Comments on Public Review Issues

L2/15-189

Comments on Public Review Issues
(April 30 - July 21, 2015)

The sections below contain links to permanent feedback documents for the open Public Review Issues as well as other public feedback as of April 30, 2015, since the previous cumulative document was issued prior to UTC #142 (February 2015). Grayed-out items in the Table of Contents do not have feedback here.

Issue Name Feedback Link

302 Feedback on Draft additional repertoire for ISO/IEC 10646:2016 (5th edition) (feedback)

301 Feedback on Additional repertoire for Amendment 2 (DAM2) to ISO/IEC 10646:2014 (4th edition) (feedback)

300 Proposed Update UTR #51, Unicode Emoji (feedback)

299 Representing Additional Types of Flags (feedback)

The links below go to locations in this document for feedback.

Feedback on Encoding Proposals
Error Reports
Other Reports

Feedback on Encoding Proposals

Date/Time: Fri Jul 24 17:40:06 CDT 2015
Name: Markus Scherer
Report Type: Other Question, Problem, or Feedback
Opt Subject: SignWriting collation, Ken's L2/15-202

Regarding http://www.unicode.org/L2/L2015/15202-signwriting-ducet-aux.txt

I would like to note that Ken's analysis suggests that the fills and rotations
should work properly if assigned "trailing primary weights".
http://www.unicode.org/reports/tr10/#DUCET_Order_Table  (Table 13. DUCET
Ordering) http://www.unicode.org/reports/tr10/#Trailing_Weights  (7.1.4
Trailing Weights)

I don't know whether it is feasible to assign these characters such trailing
weights in the DUCET. We do use the "trailing" primary weight FFFD for U+FFFD.

Trailing weights can be tailored with CLDR/ICU syntax.
http://www.unicode.org/reports/tr35/tr35-collation.html#Logical_Reset_Positions
(3.11 Logical Reset Positions)

Date/Time: Mon Jul 27 19:00:39 CDT 2015
Name: Garth Wallace
Report Type: Feedback on an Encoding Proposal
Opt Subject: Hentaigana and the Kana Supplement block

The recent hentaigana proposal (L2/15-193) requests that they be encoded as
Standardized Variation Sequences of hiragana. This seems like a good
idea, since fallback in the absence of font support would be to the
standard hiragana, so the results would still be readable. But where
does that leave the Kana Supplement block? That block contains only
two encoded characters, but was allocated 256 code points, presumably
for the future encoding of hentaigana. With hentaigana handled by
SVSes, it seems unlikely that many of those points would ever get
filled. I realize there's no shortage of code points in the UCS, but
still.

One thing I noticed: the hentaigana proposal contains a duplicate of
an existing character. MJ090014 (え variant with mother ideograph 江)
looks like it's already encoded in the Kana Supplement block as
U+1B001 HIRAGANA LETTER ARCHAIC YE.

Feedback on UTRs / UAXes

(No feedback at this time in this section.)

Error Reports

Date/Time: Thu May 14 17:41:18 CDT 2015
Name: Ken Lunde
Report Type: Error Report
Opt Subject: kKorean versus kHangul (UAX #38)

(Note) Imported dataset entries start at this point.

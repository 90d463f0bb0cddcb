//! Compute layer: geohash encoding, neighbor expansion, cell geometry,
//! distances and input validation.
//!
//! Everything here is pure and synchronous. Functions may be called from any
//! number of threads without coordination.

pub mod geohash;
pub mod spatial;
pub mod validation;

pub use spatial::{DistanceMetric, distance_between};
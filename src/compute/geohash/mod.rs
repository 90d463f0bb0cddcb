//! # Geohash indexing
//!
//! Remote document stores generally cannot answer "everything within 2 km of
//! here". They can, however, range-scan an indexed string field. A geohash
//! turns a coordinate into such a string: shared prefixes denote nearby
//! cells, so a proximity search becomes a handful of prefix range scans.
//!
//! ## Write path
//!
//! ```text
//! 1. A record is created or its coordinate edited
//! 2. encode(lat, lon, 12) -> "u173zt5p3u1v"
//! 3. The key is stored next to the raw lat/lon and overwritten on every edit
//! ```
//!
//! ## Read path
//!
//! ```text
//! 1. Pick a precision whose cells are at least as large as the search radius
//! 2. Encode the search center at that precision
//! 3. Expand to the cell plus its 8 neighbors (the covering set)
//! 4. Range-scan the store once per key prefix
//! 5. Union the rows and drop those beyond the exact great-circle radius
//! ```
//!
//! Cell membership is a rectangular approximation of a circle, so step 5 is
//! required: the covering set contains false positives, and without the
//! neighbor ring a point just across a cell edge would be missed.
//!
//! ## Precision guide
//!
//! | Precision | Cell size (approx, at the equator) |
//! |-----------|------------------------------------|
//! | 1         | 5,000km × 5,000km                  |
//! | 3         | 156km × 156km                      |
//! | 4         | 39km × 19.5km                      |
//! | 5         | 4.9km × 4.9km                      |
//! | 6         | 1.2km × 0.61km                     |
//! | 7         | 153m × 153m                        |
//! | 8         | 38m × 19m                          |
//! | 9         | 4.8m × 4.8m                        |
//! | 12        | 3.7cm × 1.9cm                      |
//!
//! Cells narrow east-west with latitude; see [`cells::covered_radius`] for the
//! exact guarantee at a given center.
//!
//! ## Examples
//!
//! ```rust
//! use spothash::compute::geohash::{encode, neighbors_with_self};
//!
//! let stored = encode(52.3676, 4.9041, 12)?;
//! let cover = neighbors_with_self(&encode(52.3676, 4.9041, 7)?)?;
//! assert!(cover.iter().any(|key| stored.starts_with(key.as_str())));
//! # Ok::<(), spothash::SpotError>(())
//! ```

pub mod cells;
pub mod codec;
pub mod neighbors;

pub use cells::{
    cell_size_degrees, cell_size_meters, covered_radius, covered_radius_with_rings,
    precision_for_radius, rings_for_radius,
};
pub use codec::{
    ALPHABET, DEFAULT_PRECISION, MAX_PRECISION, decode, decode_bounds, encode, encode_point,
};
pub use neighbors::{
    CoveringSet, EVEN_TABLES, Neighbors, ODD_TABLES, ParityTables, adjacent, expand_rings,
    neighbors, neighbors_with_self,
};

1) The kHangul field is currently covering the characters that 
correspond to the KS X 1001 (4,888) and KS X 1002 (2,856) standards, 
and only nine entries need to be adjusted, as follows, to make this 
alignment correct an up-to-date:

Changes:
U+6635	kHangul	닐
U+66B1	kHangul	닐
U+8D05	kHangul	췌
U+96B8	kHangul	례

Additional field value:
U+90DE	kHangul	낭 랑
U+96B7	kHangul	례 예

Removals:
U+90CE	kHangul	낭

Additions:
U+FA2E	kHangul	낭
U+FA2F	kHangul	예

2) The kHangul field currently specifies that one or more instances of 
U+1100 through U+11FF be used for each value. In reality, it should be 
two or three instances. I suggest the following regex:

[\x{1100}-\x{11FF}]{2}[\x{1100}-\x{11FF}]?

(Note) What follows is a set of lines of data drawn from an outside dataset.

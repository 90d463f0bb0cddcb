//! Proximity query planning.
//!
//! A search runs in two phases:
//!
//! ```text
//! plan:    center + radius -> precision -> covering set -> key ranges
//! execute: one range query per key -> union by id -> exact distance filter
//!          -> sort nearest first -> limit
//! ```
//!
//! The covering set is normally the center cell and its eight neighbors.
//! When even precision-1 cells are too small for the radius (continental
//! radii, or a center on a pole), further rings of neighbors are added until
//! the block contains the whole circle. Either way it is a rectangular
//! over-approximation of the search circle, so rows come back that lie
//! outside the radius. They are dropped
//! by the exact distance filter. Rows for different keys never overlap for
//! well-formed stores, but the union tolerates overlap (and any arrival
//! order) so callers may run the range queries in parallel.

use crate::compute::geohash::cells::{covered_radius, precision_for_radius, rings_for_radius};
use crate::compute::geohash::codec::encode_point;
use crate::compute::geohash::neighbors::{CoveringSet, expand_rings, neighbors_with_self};
use crate::compute::spatial::{DistanceMetric, distance_between};
use crate::compute::validation::{validate_coordinate, validate_radius};
use crate::config::PlannerConfig;
use crate::error::{Result, SpotError};
use crate::record::{GeoRecord, IndexedLocation, Located};
use crate::source::{CandidateSource, KeyRange};
use rustc_hash::FxHashSet;
use spothash_types::coordinate::Coordinate;
use std::cmp::Ordering;

/// The covering set of geohash keys for a center at `precision`: the
/// center's cell followed by its neighbors.
///
/// # Examples
///
/// ```
/// use spothash::{Coordinate, candidate_keys};
///
/// let keys = candidate_keys(&Coordinate::new(57.64911, 10.40744), 6)?;
/// assert_eq!(keys.len(), 9);
/// assert_eq!(keys[0], "u4pruy");
/// # Ok::<(), spothash::SpotError>(())
/// ```
pub fn candidate_keys(center: &Coordinate, precision: usize) -> Result<CoveringSet> {
    let hash = encode_point(center, precision)?;
    neighbors_with_self(&hash)
}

But, because these sequences normalize (via NFC) to characters in the 
range U+AC00 through U+D7A3, I recommend that they be changed accordingly, 
which will result in greater stability and greater compaction (one 
character instead of two or three). In addition to changing the data 
itself from two or three instances of U+1100 through U+11FF to one 
instance of U+AC00 through U+D7A3, the regex in UAX #38 needs to be 
changed to the following:

[\x{AC00}-\x{D7A3}]

3) I recommend that the status of the kKorean field be changed from 
Provisional to Deprecated, and that the use of kHangul be recommend 
for Korean readings.

Date/Time: Thu Jun 11 00:18:56 CDT 2015
Name: Sebastian Mayr
Report Type: Error Report
Opt Subject: Conformance Section in UTS46 is confusing

NOTE: Sent to Mark Davis and Editorial Committee already, and acknowledged receipt to user.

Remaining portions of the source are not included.